No Dia Nacional de Luta da População em Situação de Rua, lembrado nesta quarta-feira (19), o estado do Rio de Janeiro chama a atenção, por reunir 35.406 pessoas registradas nessa condição no Cadastro Único para Programas Sociais (CadÚnico) , o segundo maior número do país.
Diante de um cenário de pobreza extrema, pelo rompimento de vínculos familiares e pelas dificuldades de acesso à moradia e ao trabalho, o legislativo local aprovou leis para ampliar o acolhimento, garantir direitos e criar alternativas para a autonomia.
Em maio de 2026, o CadÚnico contabilizava 388.855 pessoas em situação de rua no Brasil. São Paulo liderava o ranking nacional, com 159.290 registros. O Rio ocupava a segunda posição, seguido por Minas Gerais, que aparecia em terceiro lugar, com 34.849.
A Lei 9.302/21 instituiu a Política Estadual para a População em Situação de Rua . A norma reconhece como população em situação de rua o grupo marcado pela extrema pobreza, pela fragilização ou pelo rompimento dos vínculos familiares e pela inexistência de moradia convencional regular.
A legislação garante acesso amplo e simplificado às políticas públicas de saúde, educação, assistência social, moradia, segurança, cultura, esporte, lazer, trabalho e renda.
Também prevê a implantação de uma rede de acolhimento temporário, ações de segurança alimentar, qualificação profissional, intermediação de empregos e programas habitacionais acompanhados por equipes multidisciplinares.
A medida proíbe qualquer discriminação no atendimento em razão da condição econômica, étnico-racial ou de saúde, inclusive nos casos relacionados ao uso de álcool e outras drogas.
Entre os municípios fluminenses, a capital lidera o ranking da população em situação de rua inscrita no CadÚnico.

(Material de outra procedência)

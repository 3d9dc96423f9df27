//! Local history kept as an append-only JSON lines file.
//!
//! One record per line, oldest first. Listing reverses the order.

use std::io;
use std::path::PathBuf;

use lingo_types::HistoryRecord;
use tokio::fs::{self, OpenOptions};
use tokio::io::AsyncWriteExt;

use crate::{HistoryError, HistoryStore};

pub struct FileHistoryStore {
    path: PathBuf,
}

impl FileHistoryStore {
    pub fn new(path: impl Into<PathBuf>) -> Self {
        Self { path: path.into() }
    }
}

#[async_trait::async_trait]
impl HistoryStore for FileHistoryStore {
    async fn list(&self, limit: usize) -> Result<Vec<HistoryRecord>, HistoryError> {
        let contents = match fs::read_to_string(&self.path).await {
            Ok(contents) => contents,
            Err(e) if e.kind() == io::ErrorKind::NotFound => return Ok(Vec::new()),
            Err(e) => return Err(e.into()),
        };

        let mut records = Vec::new();
        for (index, line) in contents.lines().enumerate() {
            if line.trim().is_empty() {
                continue;
            }
            match serde_json::from_str::<HistoryRecord>(line) {
                Ok(record) => records.push(record),
                Err(e) => {
                    tracing::warn!("Skipping corrupt history line {}: {e}", index + 1);
                }
            }
        }

        Ok(records.into_iter().rev().take(limit).collect())
    }

    async fn append(&self, record: &HistoryRecord) -> Result<(), HistoryError> {
        if let Some(parent) = self.path.parent()
            && !parent.as_os_str().is_empty()
        {
            fs::create_dir_all(parent).await?;
        }

        let mut line = serde_json::to_string(record)?;
        line.push('\n');

        let mut file = OpenOptions::new()
            .create(true)
            .append(true)
            .open(&self.path)
            .await?;
        file.write_all(line.as_bytes()).await?;
        file.flush().await?;
        Ok(())
    }

    async fn clear(&self) -> Result<(), HistoryError> {
        match fs::remove_file(&self.path).await {
            Ok(()) => Ok(()),
            Err(e) if e.kind() == io::ErrorKind::NotFound => Ok(()),
            Err(e) => Err(e.into()),
        }
    }
}
use std::io::Write;

use kanal::AsyncReceiver;
use tokio_util::sync::CancellationToken;

use crate::events::AppEvent;
use crate::render::{render_history, render_languages, render_session};

/// Prints everything the event loop sends towards the user
pub async fn ui_loop(
    app_to_ui_rx: AsyncReceiver<AppEvent>,
    cancel: CancellationToken,
) -> anyhow::Result<()> {
    let interactive = atty::is(atty::Stream::Stdout);
    print_events(&app_to_ui_rx, &cancel, &mut std::io::stdout(), interactive).await
}

async fn print_events<W: Write>(
    app_to_ui_rx: &AsyncReceiver<AppEvent>,
    cancel: &CancellationToken,
    out: &mut W,
    interactive: bool,
) -> anyhow::Result<()> {
    loop {
        let event = tokio::select! {
            _ = cancel.cancelled() => break,
            event = app_to_ui_rx.recv() => event?,
        };
        print_event(out, event, interactive)?;
    }

    // Views queued before shutdown still reach the user
    while let Ok(Some(event)) = app_to_ui_rx.try_recv() {
        print_event(out, event, false)?;
    }
    out.flush()?;

    Ok(())
}

fn print_event<W: Write>(out: &mut W, event: AppEvent, prompt: bool) -> anyhow::Result<()> {
    let text = match event {
        AppEvent::ShowSession(view) => render_session(&view),
        AppEvent::ShowHistory(records) => render_history(&records),
        AppEvent::ShowLanguages(languages) => render_languages(&languages),
        AppEvent::ShowHelp(help) => format!("{help}\n"),
        AppEvent::Notice(notice) => format!("{notice}\n"),
        _ => return Ok(()),
    };

    write!(out, "{text}")?;
    if prompt {
        write!(out, "> ")?;
    }
    out.flush()?;
    Ok(())
}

Veja os números:
Uma das histórias de superação é a do escritor Leonardo Motta, que viveu nas ruas durante um ano e três meses após enfrentar duas décadas de dependência de álcool e outras drogas. Atualmente, está sóbrio há nove anos, é casado, mora na Ilha de Paquetá e tem três livros publicados.

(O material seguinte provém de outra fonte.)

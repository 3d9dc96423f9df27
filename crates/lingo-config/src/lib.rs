use std::env;
use std::fs::File;
use std::io::BufReader;
use std::path::Path;

use serde::{Deserialize, Serialize};

use self::api::ApiConfig;
use self::history::{HistoryBackend, HistoryConfig};
use self::session::SessionConfig;

pub mod api;
pub mod history;
pub mod session;

#[derive(Debug, thiserror::Error)]
pub enum ConfigError {
    #[error("failed to read config file: {0}")]
    Io(#[from] std::io::Error),

    #[error("invalid config file: {0}")]
    Parse(#[from] serde_json::Error),
}

const DEFAULT_CHANNEL_CAPACITY: usize = 64;

#[derive(Debug, Serialize, Deserialize, Clone)]
#[serde(default)]
pub struct Config {
    pub api: ApiConfig,
    pub session: SessionConfig,
    pub history: HistoryConfig,
    /// Capacity of the command and render channels
    pub channel_capacity: usize,
}

impl Default for Config {
    fn default() -> Self {
        Self {
            api: ApiConfig::default(),
            session: SessionConfig::default(),
            history: HistoryConfig::default(),
            channel_capacity: DEFAULT_CHANNEL_CAPACITY,
        }
    }
}

impl Config {
    /// Defaults overridden by environment variables
    pub fn new() -> Self {
        let mut config = Config::default();
        config.apply_env(|key| env::var(key).ok());
        config
    }

    /// Load a JSON profile, then apply environment overrides on top
    pub fn load(path: &Path) -> Result<Self, ConfigError> {
        tracing::info!("Loading config from {}", path.display());
        let file = File::open(path)?;
        let reader = BufReader::new(file);
        let mut config: Config = serde_json::from_reader(reader)?;
        if config.channel_capacity == 0 {
            config.channel_capacity = DEFAULT_CHANNEL_CAPACITY;
        }
        config.apply_env(|key| env::var(key).ok());
        Ok(config)
    }

    pub fn apply_env<F>(&mut self, var: F)
    where
        F: Fn(&str) -> Option<String>,
    {
        if let Some(url) = var("LINGO_API_URL") {
            self.api.base_url = url;
        }

        if let Some(timeout) = var("LINGO_TIMEOUT_SECONDS").and_then(|v| v.parse().ok()) {
            self.api.timeout_seconds = timeout;
        }

        if let Some(from) = var("LINGO_FROM_LANG") {
            self.session.from_lang = from;
        }

        if let Some(to) = var("LINGO_TO_LANG") {
            self.session.to_lang = to;
        }

        match var("LINGO_HISTORY_BACKEND").map(|v| v.parse::<HistoryBackend>()) {
            Some(Ok(backend)) => self.history.backend = backend,
            Some(Err(e)) => tracing::warn!("{e}, keeping {:?}", self.history.backend),
            None => {}
        }

        if let Some(limit) = var("LINGO_HISTORY_LIMIT").and_then(|v| v.parse().ok()) {
            self.history.limit = limit;
        }

        if let Some(path) = var("LINGO_HISTORY_PATH") {
            self.history.path = path.into();
        }
    }
}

“O que me levou a essa situação foi a dependência química. Usei drogas durante 20 anos, entre álcool, cocaína e crack. Consegui sair das ruas quando aceitei ajuda e fui para uma instituição de tratamento, onde permaneci por sete meses.”
Leonardo também é autor da Revista na Calçada, publicação de poesia dedicada a dar visibilidade às experiências da população em situação de rua. Hoje, ele participará de uma atividade na Biblioteca Estadual, na Avenida Presidente Vargas, no centro, para apresentar o trabalho e promover um debate sobre a realidade das ruas.
“O conselho que deixo para quem está nessa situação é que aceite ser ajudado. De um lado, existe alguém disposto a ajudar; do outro, é preciso que a pessoa também aceite essa ajuda.”